- **Work instruction**
Should the word "tools" occur in a line of the records, copy that line.

Collected data entries:
■ ■ ■ ■ ■ ■ ■

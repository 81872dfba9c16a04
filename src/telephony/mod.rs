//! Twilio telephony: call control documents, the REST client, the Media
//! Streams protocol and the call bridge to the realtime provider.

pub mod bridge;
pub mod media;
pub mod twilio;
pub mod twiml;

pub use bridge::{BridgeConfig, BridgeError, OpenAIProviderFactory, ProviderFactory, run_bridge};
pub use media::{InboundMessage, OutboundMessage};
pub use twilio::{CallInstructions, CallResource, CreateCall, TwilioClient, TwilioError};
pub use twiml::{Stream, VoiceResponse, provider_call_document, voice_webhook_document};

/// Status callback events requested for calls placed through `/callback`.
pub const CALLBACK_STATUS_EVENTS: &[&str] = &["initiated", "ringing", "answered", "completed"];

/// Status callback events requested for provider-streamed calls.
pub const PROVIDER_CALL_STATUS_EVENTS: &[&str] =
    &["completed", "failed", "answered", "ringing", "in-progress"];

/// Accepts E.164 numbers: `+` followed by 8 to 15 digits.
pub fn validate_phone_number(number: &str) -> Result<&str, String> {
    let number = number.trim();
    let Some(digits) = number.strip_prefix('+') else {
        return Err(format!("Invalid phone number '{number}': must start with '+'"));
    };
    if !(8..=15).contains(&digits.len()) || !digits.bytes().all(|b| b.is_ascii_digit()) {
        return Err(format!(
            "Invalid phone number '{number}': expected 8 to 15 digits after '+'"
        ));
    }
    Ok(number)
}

■ ■ ■ ■ ■ ■ ■

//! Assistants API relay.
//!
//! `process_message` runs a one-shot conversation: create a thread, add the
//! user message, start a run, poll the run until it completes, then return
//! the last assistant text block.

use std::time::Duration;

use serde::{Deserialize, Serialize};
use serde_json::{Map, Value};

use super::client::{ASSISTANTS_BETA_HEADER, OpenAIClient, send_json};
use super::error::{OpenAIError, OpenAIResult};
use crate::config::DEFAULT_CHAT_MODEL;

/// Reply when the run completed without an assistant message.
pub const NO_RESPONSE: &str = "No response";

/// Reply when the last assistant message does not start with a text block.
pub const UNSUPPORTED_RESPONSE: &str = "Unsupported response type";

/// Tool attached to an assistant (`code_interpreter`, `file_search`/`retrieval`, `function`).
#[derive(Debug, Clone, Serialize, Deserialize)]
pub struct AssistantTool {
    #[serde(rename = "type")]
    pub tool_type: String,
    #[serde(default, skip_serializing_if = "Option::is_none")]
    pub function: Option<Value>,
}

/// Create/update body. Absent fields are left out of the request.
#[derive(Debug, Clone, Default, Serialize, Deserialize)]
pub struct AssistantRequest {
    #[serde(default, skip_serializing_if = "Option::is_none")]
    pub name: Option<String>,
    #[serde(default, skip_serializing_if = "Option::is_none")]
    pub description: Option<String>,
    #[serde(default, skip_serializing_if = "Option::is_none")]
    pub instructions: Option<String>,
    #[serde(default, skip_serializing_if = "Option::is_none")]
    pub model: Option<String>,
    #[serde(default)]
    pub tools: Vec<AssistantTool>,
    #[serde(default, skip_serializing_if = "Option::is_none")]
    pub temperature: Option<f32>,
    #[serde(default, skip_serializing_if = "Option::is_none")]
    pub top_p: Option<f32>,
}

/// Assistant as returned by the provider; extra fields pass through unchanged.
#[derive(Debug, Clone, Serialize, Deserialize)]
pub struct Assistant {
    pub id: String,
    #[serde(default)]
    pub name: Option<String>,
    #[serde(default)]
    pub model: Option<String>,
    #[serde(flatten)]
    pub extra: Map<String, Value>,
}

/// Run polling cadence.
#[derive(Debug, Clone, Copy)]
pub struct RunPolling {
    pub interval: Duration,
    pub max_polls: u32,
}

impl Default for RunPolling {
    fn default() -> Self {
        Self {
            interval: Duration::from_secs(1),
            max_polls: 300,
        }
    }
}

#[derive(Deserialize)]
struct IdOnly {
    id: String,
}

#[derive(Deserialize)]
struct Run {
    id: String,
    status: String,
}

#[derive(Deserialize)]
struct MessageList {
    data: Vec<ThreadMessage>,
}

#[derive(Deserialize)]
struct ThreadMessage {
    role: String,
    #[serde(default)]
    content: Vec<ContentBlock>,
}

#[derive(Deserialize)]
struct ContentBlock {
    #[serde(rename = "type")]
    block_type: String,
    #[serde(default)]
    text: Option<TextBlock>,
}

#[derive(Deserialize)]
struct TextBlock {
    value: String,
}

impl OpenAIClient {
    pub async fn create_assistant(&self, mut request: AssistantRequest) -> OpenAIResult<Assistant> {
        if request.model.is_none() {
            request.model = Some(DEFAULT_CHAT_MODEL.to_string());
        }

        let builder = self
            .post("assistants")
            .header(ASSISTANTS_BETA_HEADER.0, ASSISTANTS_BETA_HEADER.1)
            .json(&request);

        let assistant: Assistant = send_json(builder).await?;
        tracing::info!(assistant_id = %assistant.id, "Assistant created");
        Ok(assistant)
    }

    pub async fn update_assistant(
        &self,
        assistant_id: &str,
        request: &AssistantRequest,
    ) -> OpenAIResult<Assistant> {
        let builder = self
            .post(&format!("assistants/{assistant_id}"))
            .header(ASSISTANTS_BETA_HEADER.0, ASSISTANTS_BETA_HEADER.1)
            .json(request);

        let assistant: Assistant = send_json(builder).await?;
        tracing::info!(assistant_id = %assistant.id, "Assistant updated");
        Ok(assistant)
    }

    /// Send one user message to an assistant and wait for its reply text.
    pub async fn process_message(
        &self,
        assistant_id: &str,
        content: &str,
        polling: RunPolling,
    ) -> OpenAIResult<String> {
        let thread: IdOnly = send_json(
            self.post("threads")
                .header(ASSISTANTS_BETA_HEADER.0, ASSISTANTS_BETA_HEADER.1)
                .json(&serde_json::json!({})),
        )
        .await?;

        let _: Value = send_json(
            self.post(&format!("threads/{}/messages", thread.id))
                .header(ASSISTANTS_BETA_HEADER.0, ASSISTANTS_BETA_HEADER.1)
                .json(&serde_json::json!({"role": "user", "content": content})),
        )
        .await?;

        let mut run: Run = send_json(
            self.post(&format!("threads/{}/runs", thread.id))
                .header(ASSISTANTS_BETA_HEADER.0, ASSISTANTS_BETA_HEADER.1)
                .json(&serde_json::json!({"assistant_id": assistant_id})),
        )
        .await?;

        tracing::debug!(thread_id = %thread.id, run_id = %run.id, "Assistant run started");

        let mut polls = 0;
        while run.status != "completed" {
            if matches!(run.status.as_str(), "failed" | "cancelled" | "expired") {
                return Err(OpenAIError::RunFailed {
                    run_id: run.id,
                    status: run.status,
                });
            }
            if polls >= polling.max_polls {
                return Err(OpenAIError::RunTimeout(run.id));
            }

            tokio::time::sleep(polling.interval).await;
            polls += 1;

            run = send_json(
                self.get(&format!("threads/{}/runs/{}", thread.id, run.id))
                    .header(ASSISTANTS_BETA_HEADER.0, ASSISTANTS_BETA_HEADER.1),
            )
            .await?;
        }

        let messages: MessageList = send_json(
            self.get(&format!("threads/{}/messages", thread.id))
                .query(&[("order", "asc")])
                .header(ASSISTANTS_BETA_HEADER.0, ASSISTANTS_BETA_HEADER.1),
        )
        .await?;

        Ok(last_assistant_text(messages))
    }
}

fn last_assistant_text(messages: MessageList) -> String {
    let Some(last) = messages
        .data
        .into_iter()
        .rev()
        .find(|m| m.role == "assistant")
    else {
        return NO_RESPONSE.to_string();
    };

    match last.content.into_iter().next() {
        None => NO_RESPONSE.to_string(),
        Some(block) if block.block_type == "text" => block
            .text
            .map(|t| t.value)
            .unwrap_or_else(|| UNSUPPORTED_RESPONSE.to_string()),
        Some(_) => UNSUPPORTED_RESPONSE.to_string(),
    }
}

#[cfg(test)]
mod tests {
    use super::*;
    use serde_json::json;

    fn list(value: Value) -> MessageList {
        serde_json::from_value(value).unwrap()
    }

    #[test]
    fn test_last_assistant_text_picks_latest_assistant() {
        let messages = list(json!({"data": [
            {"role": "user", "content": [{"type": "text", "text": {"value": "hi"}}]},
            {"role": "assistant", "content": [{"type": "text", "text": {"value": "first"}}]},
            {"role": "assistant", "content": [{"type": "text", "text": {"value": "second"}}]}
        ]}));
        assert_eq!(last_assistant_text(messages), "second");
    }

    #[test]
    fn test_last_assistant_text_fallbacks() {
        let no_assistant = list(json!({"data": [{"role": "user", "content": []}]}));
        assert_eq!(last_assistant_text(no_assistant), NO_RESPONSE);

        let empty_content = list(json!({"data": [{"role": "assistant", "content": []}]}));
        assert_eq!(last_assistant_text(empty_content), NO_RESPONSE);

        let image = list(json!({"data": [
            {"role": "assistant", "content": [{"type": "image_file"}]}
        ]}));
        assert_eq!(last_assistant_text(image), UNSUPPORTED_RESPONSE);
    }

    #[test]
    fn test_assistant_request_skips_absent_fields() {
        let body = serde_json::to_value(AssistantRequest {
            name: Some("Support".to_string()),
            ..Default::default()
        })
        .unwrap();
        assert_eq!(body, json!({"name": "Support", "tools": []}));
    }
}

■ ■ ■ ■ ■ ■ ■

- **Exercise response**
    pub tools: Vec<AssistantTool>,
        assert_eq!(body, json!({"name": "Support", "tools": []}));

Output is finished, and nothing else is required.